Among the private groups that support veterans is one that has spent the past 22 years stitching together fantastic fabric creations designed to metaphorically and literally impart warmth to the nation’s veterans. The group called “Quilts of Valor” is an organization of avid craftspeople who each year make hundreds of quilts that are then given to those who served (or who continue to do so). Representatives of Quilts of Valor and Ferrisburgh’s Patriotic Spirits turned out at the Middlebury Quilt Show in October to drape seven area veterans (and one from Maine) in fabric finery featuring stars, stripes, red, white, blue, deer, soldier silhouettes and other “wow” factors.

Addison County residents joined the millions nationwide who took part in No Kings Day protests in all 50 states on Oct. 18. Marchers of all ages voiced their support for the country, with more than 1,000 gathered in the county’s shire town. Vergennes City Green hosted a lively protest that saw more than 750 participants waving signs and accepting positive honks of support. Nearly 500 showed up in downtown Brandon. The message to our elected president was simple: Be nice, follow the law, tell the truth, stop treating your detractors as enemies, and it takes all kinds of people to make a great nation.

The stage was set for the long-awaited major renovation of the Salisbury Free Public Library and the Town Hall that hosts the institution when the library in October began a move into the basement of Salisbury Congregational Church, just 350 feet away.

Not insignificantly Addison Independent publisher Angelo Lynn in October announced a new revenue mix that will help keep the newspaper vibrant and competitive. A centerpiece is creation of a tax-exempt nonprofit, Addison Independent Trust LTD., that will allow people and foundations interested in supporting democracy and civic engagement through local journalism to donate money that would be tax exempt. In  addition, the newspaper has dedicated two employees to expand digital services for local businesses and expanded circulation that includes digital subscriptions for all Middlebury College students. “Our vision is a community where every citizen of the greater Addison County area is informed and engaged through open dialogue and trusted journalism, and where strong newspapers help grow strong communities,” Lynn said.

As the month wound down, the community was getting anxious looking for Lia Smith, a Middlebury College senior who was missing. Teams of people were looking for her, and trying not to expect the worst possible outcome. But two weeks after she went missing, authorities found her body near the college garden and confirmed she died by suicide.

New Haven residents gathered to share ideas to better the community’s future. The town is working with the Vermont Council on Rural Development on a Community Visit process, through which neighbors work together to identify priorities for the town and steps to move toward those priorities.

Vermont Attorney General Charity Clark stopped in Addison County to give an update. She said she had filed 32 lawsuits against the Trump administration since the president’s inauguration in January, and they shared a common theme: “Almost every case, if not every single case, really relates to the rule of law,” she told the Independent.
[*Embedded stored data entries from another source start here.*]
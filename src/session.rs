//! A game session wired to its high-score table and save slot.

use crate::{AppConfig, AppError, HiScoreTable, SaveSlot, Score};
use connect_log2_engine::{Game, GameOutcome, GamePhase, Intent};
use derive_getters::Getters;
use rand::SeedableRng;
use rand::rngs::StdRng;
use tracing::{error, info, instrument, warn};

/// How a session begins.
#[derive(Debug, Clone, Copy, PartialEq, Eq, Default, strum::Display)]
pub enum StartMode {
    /// Fresh board; any saved board is dropped.
    #[default]
    New,
    /// Resume the saved board if there is one.
    Load,
}

/// One game plus the stores its outcomes are written to.
#[derive(Debug, Getters)]
pub struct Session {
    game: Game,
    hiscores: HiScoreTable,
    save_slot: SaveSlot,
    user: String,
    /// Entry added by the most recent finished game, if it made the table.
    last_score: Option<Score>,
    finished: bool,
}

impl Session {
    /// Opens the stores under the configured data directory and starts a game.
    #[instrument(skip(config), fields(user = %config.user()))]
    pub fn start(config: &AppConfig, mode: StartMode, seed: Option<u64>) -> Result<Self, AppError> {
        let dimensions = config.dimensions()?;
        let hiscores = HiScoreTable::load(config.hiscore_path());
        let save_slot = SaveSlot::new(config.save_path());

        let saved = match mode {
            StartMode::Load => save_slot.load(dimensions),
            StartMode::New => {
                save_slot.discard();
                None
            }
        };

        let game = match saved {
            Some(snapshot) => match Game::from_snapshot(dimensions, &snapshot, make_rng(seed)) {
                Ok(game) => game,
                Err(e) => {
                    warn!(error = %e, "Saved board rejected, starting fresh");
                    save_slot.discard();
                    Game::with_rng(dimensions, make_rng(seed))
                }
            },
            None => Game::with_rng(dimensions, make_rng(seed)),
        };
        info!(%mode, "Session started");

        Ok(Self {
            game,
            hiscores,
            save_slot,
            user: config.user().clone(),
            last_score: None,
            finished: false,
        })
    }

    /// Wraps an existing game.
    pub fn with_game(game: Game, hiscores: HiScoreTable, save_slot: SaveSlot, user: String) -> Self {
        Self {
            game,
            hiscores,
            save_slot,
            user,
            last_score: None,
            finished: false,
        }
    }

    /// Mutable access to the game, for draining presentation events.
    pub fn game_mut(&mut self) -> &mut Game {
        &mut self.game
    }

    /// Applies an intent and records whatever it finished.
    #[instrument(skip(self))]
    pub fn apply(&mut self, intent: Intent) -> GameOutcome {
        if self.finished {
            return GameOutcome::Continue;
        }
        let outcome = self.game.apply(intent);
        match &outcome {
            GameOutcome::Restarted(report) => {
                self.record(Score::from_report(*report, self.user.as_str()));
            }
            GameOutcome::Ended(report) => {
                self.record(Score::from_report(*report, self.user.as_str()));
                self.save_slot.discard();
                self.finished = true;
            }
            GameOutcome::Saved(snapshot) => {
                if let Err(e) = self.save_slot.store(snapshot) {
                    error!(error = %e, "Failed to save game");
                }
                self.finished = true;
            }
            GameOutcome::Continue | GameOutcome::Merged(_) => {}
        }
        outcome
    }

    /// Prompt for the current phase, if it asks a question.
    pub fn prompt(&self) -> Option<&'static str> {
        match self.game.phase() {
            GamePhase::Playing => None,
            GamePhase::AwaitingNoMovesDecision => Some("No more moves, quit or next game? <q/n>"),
            GamePhase::AwaitingQuitConfirmation => Some("Quit, save for later, continue? <q/s/c>"),
            GamePhase::AwaitingResetConfirmation => Some("New game? <y/n>"),
        }
    }

    fn record(&mut self, score: Score) {
        self.last_score = self
            .hiscores
            .insert(score.clone())
            .then_some(score);
    }
}

fn make_rng(seed: Option<u64>) -> StdRng {
    match seed {
        Some(seed) => StdRng::seed_from_u64(seed),
        None => StdRng::from_os_rng(),
    }
}
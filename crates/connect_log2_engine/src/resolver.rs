//! Turning a committed chain into a merged tile, and keeping the spawn
//! range in step with the board.

use crate::chain::ChainBuilder;
use crate::grid::Grid;
use crate::position::TilePos;
use crate::tile::{GridTile, TileRange};
use rand::Rng;
use serde::{Deserialize, Serialize};
use tracing::{debug, info, instrument, warn};

/// The tile a commit produced.
#[derive(Debug, Clone, Copy, PartialEq, Eq, Hash, Serialize, Deserialize)]
pub struct Merge {
    /// Where the merged tile was placed (the chain's last position).
    pub pos: TilePos,
    /// Number of the merged tile.
    pub number: u8,
    /// Sum of the real values that went into it.
    pub sum: u128,
}

/// Resolves moves and adapts the spawn range.
#[derive(Debug, Clone, PartialEq, Eq)]
pub struct MoveResolver {
    range: TileRange,
}

impl MoveResolver {
    /// Creates a resolver spawning from the initial range `[1, 9)`.
    pub fn new() -> Self {
        Self {
            range: TileRange::default(),
        }
    }

    /// Current spawn range.
    pub fn range(&self) -> TileRange {
        self.range
    }

    /// Commits the chain: removes its tiles, places the merged tile on the
    /// last position, refills the board and adapts the spawn range.
    ///
    /// The merged number is capped at [`GridTile::MAX_NUMBER`] so the board
    /// always stays loadable from a snapshot. An empty chain is a no-op and returns `None`.
    #[instrument(skip_all, fields(len = chain.len()))]
    pub fn commit<R: Rng + ?Sized>(
        &mut self,
        chain: &mut ChainBuilder,
        grid: &mut Grid,
        rng: &mut R,
    ) -> Option<Merge> {
        let positions = chain.take();
        let last = *positions.last()?;

        let mut sum = 0u128;
        for pos in &positions {
            match grid.remove_tile(*pos) {
                Ok(tile) => sum = sum.saturating_add(tile.real_value()),
                Err(e) => warn!(error = %e, "Chained position lost its tile"),
            }
        }
        if sum == 0 {
            return None;
        }

        let number = merged_number(sum).min(GridTile::MAX_NUMBER);
        if let Err(e) = grid.set_tile(last, number) {
            warn!(error = %e, "Could not place merged tile");
            return None;
        }
        info!(pos = %last, number, sum = %sum, "Merged chain");

        grid.refill(self.range, rng);
        self.handle_highest_number(grid, rng);

        Some(Merge {
            pos: last,
            number,
            sum,
        })
    }

    /// Moves the spawn range to follow the highest tile.
    ///
    /// When the range moves, tiles below the new floor are removed and the
    /// board is refilled from the new range. Returns the new range if it moved.
    #[instrument(skip_all)]
    pub fn handle_highest_number<R: Rng + ?Sized>(
        &mut self,
        grid: &mut Grid,
        rng: &mut R,
    ) -> Option<TileRange> {
        let highest = grid.get_highest_number();
        let range = TileRange::for_highest(highest);
        if range == self.range {
            return None;
        }
        info!(highest, from = %self.range, to = %range, "Spawn range moved");
        self.range = range;
        grid.remove_low_tiles(range.low());
        grid.refill(range, rng);
        Some(range)
    }

    /// Goes back to the initial range without touching the board.
    pub(crate) fn reset_range(&mut self) {
        debug!("Spawn range reset");
        self.range = TileRange::default();
    }
}

impl Default for MoveResolver {
    fn default() -> Self {
        Self::new()
    }
}

/// Rounds `log2(sum)` up to the next whole exponent.
///
/// Exact powers of two map to their own exponent.
pub fn merged_number(sum: u128) -> u8 {
    if sum == 0 {
        return 0;
    }
    let floor = 127 - sum.leading_zeros();
    let number = if sum.is_power_of_two() { floor } else { floor + 1 };
    number as u8
}

/// Sum of the real values of every tile on the board.
pub fn score(grid: &Grid) -> u128 {
    grid.tiles()
        .fold(0u128, |acc, (_, tile)| acc.saturating_add(tile.real_value()))
}
//! Mouse gesture classification.
//!
//! Terminals only report presses, releases and motion, so clicks are told
//! apart by timing. A release starts a short wait for a second press; a
//! press held without release turns into a drag. Call
//! [`MouseClassifier::tick`] every loop iteration so pending gestures time
//! out even when no further mouse event arrives.

use connect_log2_engine::{Intent, TilePos};
use std::time::{Duration, Instant};
use tracing::debug;

/// How long a release waits for a second click.
pub const DOUBLE_CLICK_WINDOW: Duration = Duration::from_millis(350);

/// How long a press is held before it counts as a drag.
pub const DRAG_HOLD: Duration = Duration::from_millis(200);

/// A recognised gesture.
#[derive(Debug, Clone, Copy, PartialEq, Eq)]
pub enum Click {
    /// One click with no follow-up.
    Single(TilePos),
    /// Two clicks on the same cell in quick succession.
    Double(TilePos),
    /// A press turned into a drag.
    DragStart(TilePos),
    /// The drag moved onto a new cell.
    Drag(TilePos),
    /// The drag ended.
    DragStop,
    /// Right button pressed.
    RightButton,
}

impl Click {
    /// Intents the gesture stands for.
    pub fn intents(self) -> Vec<Intent> {
        match self {
            Click::Single(pos) => vec![Intent::StartOrExtend(pos)],
            Click::Double(pos) => vec![Intent::ExtendOnly(pos), Intent::Commit],
            Click::DragStart(pos) => vec![Intent::ExtendOnly(pos)],
            Click::Drag(pos) => vec![Intent::DragExtend(pos)],
            Click::DragStop => Vec::new(),
            Click::RightButton => vec![Intent::Cancel],
        }
    }
}

#[derive(Debug, Clone, Copy, PartialEq, Eq, Default)]
enum State {
    #[default]
    Idle,
    Pressed {
        pos: TilePos,
        at: Instant,
    },
    Released {
        pos: TilePos,
        at: Instant,
    },
    SecondPress {
        pos: TilePos,
    },
    Dragging {
        last: TilePos,
    },
}

/// Turns raw button and motion events into [`Click`]s.
#[derive(Debug, Clone, Default)]
pub struct MouseClassifier {
    state: State,
}

impl MouseClassifier {
    /// Creates an idle classifier.
    pub fn new() -> Self {
        Self::default()
    }

    /// Left button pressed over `pos` (or off the board).
    pub fn left_down(&mut self, pos: Option<TilePos>, now: Instant) -> Vec<Click> {
        let mut clicks = self.tick(now);
        let Some(pos) = pos else {
            return clicks;
        };
        self.state = match self.state {
            State::Released { pos: first, .. } if first == pos => State::SecondPress { pos },
            State::Released { pos: first, .. } => {
                clicks.push(Click::Single(first));
                State::Pressed { pos, at: now }
            }
            _ => State::Pressed { pos, at: now },
        };
        clicks
    }

    /// Left button released.
    pub fn left_up(&mut self, now: Instant) -> Vec<Click> {
        let mut clicks = self.tick(now);
        self.state = match self.state {
            State::Pressed { pos, .. } => State::Released { pos, at: now },
            State::SecondPress { pos } => {
                debug!(%pos, "Double click");
                clicks.push(Click::Double(pos));
                State::Idle
            }
            State::Dragging { .. } => {
                clicks.push(Click::DragStop);
                State::Idle
            }
            state => state,
        };
        clicks
    }

    /// Pointer moved with the left button held.
    pub fn left_drag(&mut self, pos: Option<TilePos>, now: Instant) -> Vec<Click> {
        let mut clicks = self.tick(now);
        let Some(pos) = pos else {
            return clicks;
        };
        match self.state {
            State::Pressed { pos: start, .. } | State::SecondPress { pos: start } => {
                clicks.push(Click::DragStart(start));
                if pos != start {
                    clicks.push(Click::Drag(pos));
                }
                self.state = State::Dragging { last: pos };
            }
            State::Dragging { last } if last != pos => {
                clicks.push(Click::Drag(pos));
                self.state = State::Dragging { last: pos };
            }
            _ => {}
        }
        clicks
    }

    /// Right button pressed; abandons any pending gesture.
    pub fn right_down(&mut self) -> Vec<Click> {
        self.state = State::Idle;
        vec![Click::RightButton]
    }

    /// Resolves gestures whose waiting time has run out.
    pub fn tick(&mut self, now: Instant) -> Vec<Click> {
        match self.state {
            State::Released { pos, at } if now.duration_since(at) > DOUBLE_CLICK_WINDOW => {
                self.state = State::Idle;
                vec![Click::Single(pos)]
            }
            State::Pressed { pos, at } if now.duration_since(at) > DRAG_HOLD => {
                self.state = State::Dragging { last: pos };
                vec![Click::DragStart(pos)]
            }
            _ => Vec::new(),
        }
    }
}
Litigation has been a defining factor of the second Trump administration, as it is in his business career. He has acted quickly issuing executive orders on everything from immigration and climate change to healthcare and even the name of a body of water.

On Vermont’s behalf, Clark has filed many lawsuits to block some of Trump’s actions — more than half as many lawsuits in the just 10 months as the state filed during Trump’s entire first term. Most of the actions were taken alongside attorneys general from anywhere from 11 to 24 other states. Clark said Trump’s rule-by-decree approach to enacting policy, often through executive orders, has pushed the boundaries of what’s legal in a system that divides power among the executive, judicial and legislative branches of government.